Asthma: chronic obstructive pulmonary disease (copd)
Paving the way for once-a-day
Novartis is poised to take a big piece of the market in chronic obstructive pulmonary disease (COPD) with its inhaled 24-hour
bronchodilator indacaterol (QAB149), which will pave the way for new combination drugs that marry the new therapy with complementary compounds to create
QMF149 will combine indacaterol with Asmanex (mometasone), a corticosteroid developed by Schering-Plough. The likely delivery device
for once-daily dosage is S-P's Twisthaler, according to Adis R&D Insight.
Because the two long-acting compounds have different mechanisms of action, the combination therapy may result in greater efficacy.
"We see peak sales of $2.4 blllion in 2017 for QMF149," says Holger Rovini, a Datamonitor analyst in London. "GSK will no
longer have the market to themselves." The drug's chief competitors are twice-daily inhalants, so the new drug is expected
to have compliance advantages.
Rovini expects the second leading product in 2017 to be Novartis' long-acting single-dose inhalant QVA149 (indacaterol/glycopyrrolate), which will reach sales of nearly $1.9 billion worldwide. Datamonitor expects QVA149 to be particularly
popular for the treatment of COPD patients.
Type 2 diabetes
Weekly dosing for GLP-1
In the treatment of type 2 diabetes, glucagon-like peptide-1 analogs—the class of drugs including Lilly/Amylin's Byetta (exenatide)—have a special place, according to Jay Skyler, MD, of the University of Miami's Miller School of Medicine. "GLP-1
therapy has the unique advantage of effective glucose control and concomitant weight loss," he says. "There appears also to
be the potential for unique cardiovascular benefit." A crop of new once-a-week GLP-1 drugs promise to transform the class.

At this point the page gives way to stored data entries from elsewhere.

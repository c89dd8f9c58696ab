//! In-process event bus.
//!
//! Each event category has its own [`Topic`]. A topic keeps one unbounded
//! queue per subscriber and publishing clones the event into every live
//! queue, so a slow subscriber never causes another to miss events. Ordering
//! is preserved within a topic for a given subscriber; nothing is promised
//! across topics.

use std::sync::{Arc, Mutex, MutexGuard};

use tokio::sync::mpsc;
use uuid::Uuid;

use crate::resources::HealthStatus;

#[derive(Debug, Clone, PartialEq)]
pub enum JobEvent {
    Accepted {
        job_id: Uuid,
        workflow: String,
    },
    Started {
        job_id: Uuid,
        node_id: String,
    },
    Completed {
        job_id: Uuid,
    },
    Failed {
        job_id: Uuid,
        error: String,
    },
    Retrying {
        job_id: Uuid,
        attempt: u32,
        reason: String,
    },
    Reassigned {
        job_id: Uuid,
        from: String,
        to: String,
    },
    Cancelled {
        job_id: Uuid,
    },
}

impl JobEvent {
    pub fn job_id(&self) -> Uuid {
        match self {
            JobEvent::Accepted { job_id, .. }
            | JobEvent::Started { job_id, .. }
            | JobEvent::Completed { job_id }
            | JobEvent::Failed { job_id, .. }
            | JobEvent::Retrying { job_id, .. }
            | JobEvent::Reassigned { job_id, .. }
            | JobEvent::Cancelled { job_id } => *job_id,
        }
    }
}

#[derive(Debug, Clone, PartialEq)]
pub enum NodeEvent {
    Joined {
        node_id: String,
    },
    Left {
        node_id: String,
        orphaned_jobs: Vec<Uuid>,
    },
    StatusChanged {
        node_id: String,
        from: HealthStatus,
        to: HealthStatus,
    },
    Unhealthy {
        node_id: String,
    },
}

#[derive(Debug, Clone, Copy, PartialEq, Eq)]
pub enum AlertSeverity {
    Warning,
    Critical,
}

#[derive(Debug, Clone, PartialEq)]
pub struct ResourceAlert {
    pub severity: AlertSeverity,
    /// Dimension that crossed the threshold (`cpu`, `memory`, ...).
    pub resource: String,
    pub utilization: f64,
}

#[derive(Debug, Clone, PartialEq)]
pub enum ResourceEvent {
    Alert(ResourceAlert),
    /// Utilization dropped back below the warning threshold after an alert.
    Recovered,
}

#[derive(Debug, Clone, PartialEq)]
pub enum WorkflowEvent {
    Started {
        job_id: Uuid,
        execution_id: Uuid,
        workflow: String,
    },
    StepCompleted {
        job_id: Uuid,
        execution_id: Uuid,
        step_id: String,
        attempts: u32,
    },
    StepFailed {
        job_id: Uuid,
        execution_id: Uuid,
        step_id: String,
        attempt: u32,
        error: String,
        will_retry: bool,
    },
    Completed {
        job_id: Uuid,
        execution_id: Uuid,
        workflow: String,
    },
    Failed {
        job_id: Uuid,
        execution_id: Uuid,
        workflow: String,
        error: String,
    },
}

#[derive(Debug, Clone, PartialEq)]
pub enum CircuitEvent {
    Opened { name: String, failures: u32 },
    Closed { name: String },
}

/// A single event category with explicit fan-out to its subscribers.
pub struct Topic<T> {
    subscribers: Mutex<Vec<mpsc::UnboundedSender<T>>>,
}

impl<T> Default for Topic<T> {
    fn default() -> Self {
        Self {
            subscribers: Mutex::new(Vec::new()),
        }
    }
}

impl<T: Clone> Topic<T> {
    pub fn subscribe(&self) -> mpsc::UnboundedReceiver<T> {
        let (tx, rx) = mpsc::unbounded_channel();
        self.lock().push(tx);
        rx
    }

    /// Deliver `event` to every live subscriber. Returns the number reached.
    pub fn publish(&self, event: T) -> usize {
        let mut subscribers = self.lock();
        subscribers.retain(|tx| tx.send(event.clone()).is_ok());
        subscribers.len()
    }

    pub fn subscriber_count(&self) -> usize {
        let mut subscribers = self.lock();
        subscribers.retain(|tx| !tx.is_closed());
        subscribers.len()
    }

    fn lock(&self) -> MutexGuard<'_, Vec<mpsc::UnboundedSender<T>>> {
        // The list stays valid even if a publisher panicked mid-send.
        self.subscribers
            .lock()
            .unwrap_or_else(|poisoned| poisoned.into_inner())
    }
}

#[derive(Default)]
struct Topics {
    jobs: Topic<JobEvent>,
    nodes: Topic<NodeEvent>,
    resources: Topic<ResourceEvent>,
    workflows: Topic<WorkflowEvent>,
    circuits: Topic<CircuitEvent>,
}

/// Cheaply cloneable handle to the shared topics.
#[derive(Clone, Default)]
pub struct EventBus {
    topics: Arc<Topics>,
}

impl EventBus {
    pub fn new() -> Self {
        Self::default()
    }

    pub fn jobs(&self) -> &Topic<JobEvent> {
        &self.topics.jobs
    }

    pub fn nodes(&self) -> &Topic<NodeEvent> {
        &self.topics.nodes
    }

    pub fn resources(&self) -> &Topic<ResourceEvent> {
        &self.topics.resources
    }

    pub fn workflows(&self) -> &Topic<WorkflowEvent> {
        &self.topics.workflows
    }

    pub fn circuits(&self) -> &Topic<CircuitEvent> {
        &self.topics.circuits
    }
}

impl std::fmt::Debug for EventBus {
    fn fmt(&self, f: &mut std::fmt::Formatter<'_>) -> std::fmt::Result {
        f.debug_struct("EventBus").finish_non_exhaustive()
    }
}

First up is a weekly formulation of Byetta, which as a twice-daily formulation remains a favorite among doctors and patients,
despite persistent reports that it causes acute pancreatitis. A 30-week, open-label, non-inferiority Phase III study of 295
patients showed that once-weekly exenatide was more effective than twice-daily exenatide. But in early November, FDA rejected
part of the data in the NDA having to do with equivalence, potentially delaying the drug's anticipated 2009 launch.
Taspoglutide, a human GLP-1 analog, has not been approved for daily use, and will begin its clinical life as a once- or twice-weekly treatment.
Roche, which licensed rights to the drug everywhere but Japan and France, recently announced a Phase III study, triggering
a €6.7 million milestone payment to Ipsen, which originated the compound and developed its excipient-free time-release mechanism.
The study will enroll 990 patients with type 2 diabetes, and is scheduled to end in 2010.
The new drug liraglutide, from diabetes powerhouse Novo Nordisk, is being touted as the better Byetta. But to be approved, it first needs to satisfy
FDA on pancreatitis. So says Les Funtleyder, healthcare strategist at Miller Tabak. FDA will see it as a class issue, even
if Novo argues that diabetics just get more pancreatitis than the population as a whole. "If they have the pancreatitis data,
fine," Funtleyder says. "If not, they'll have to get it."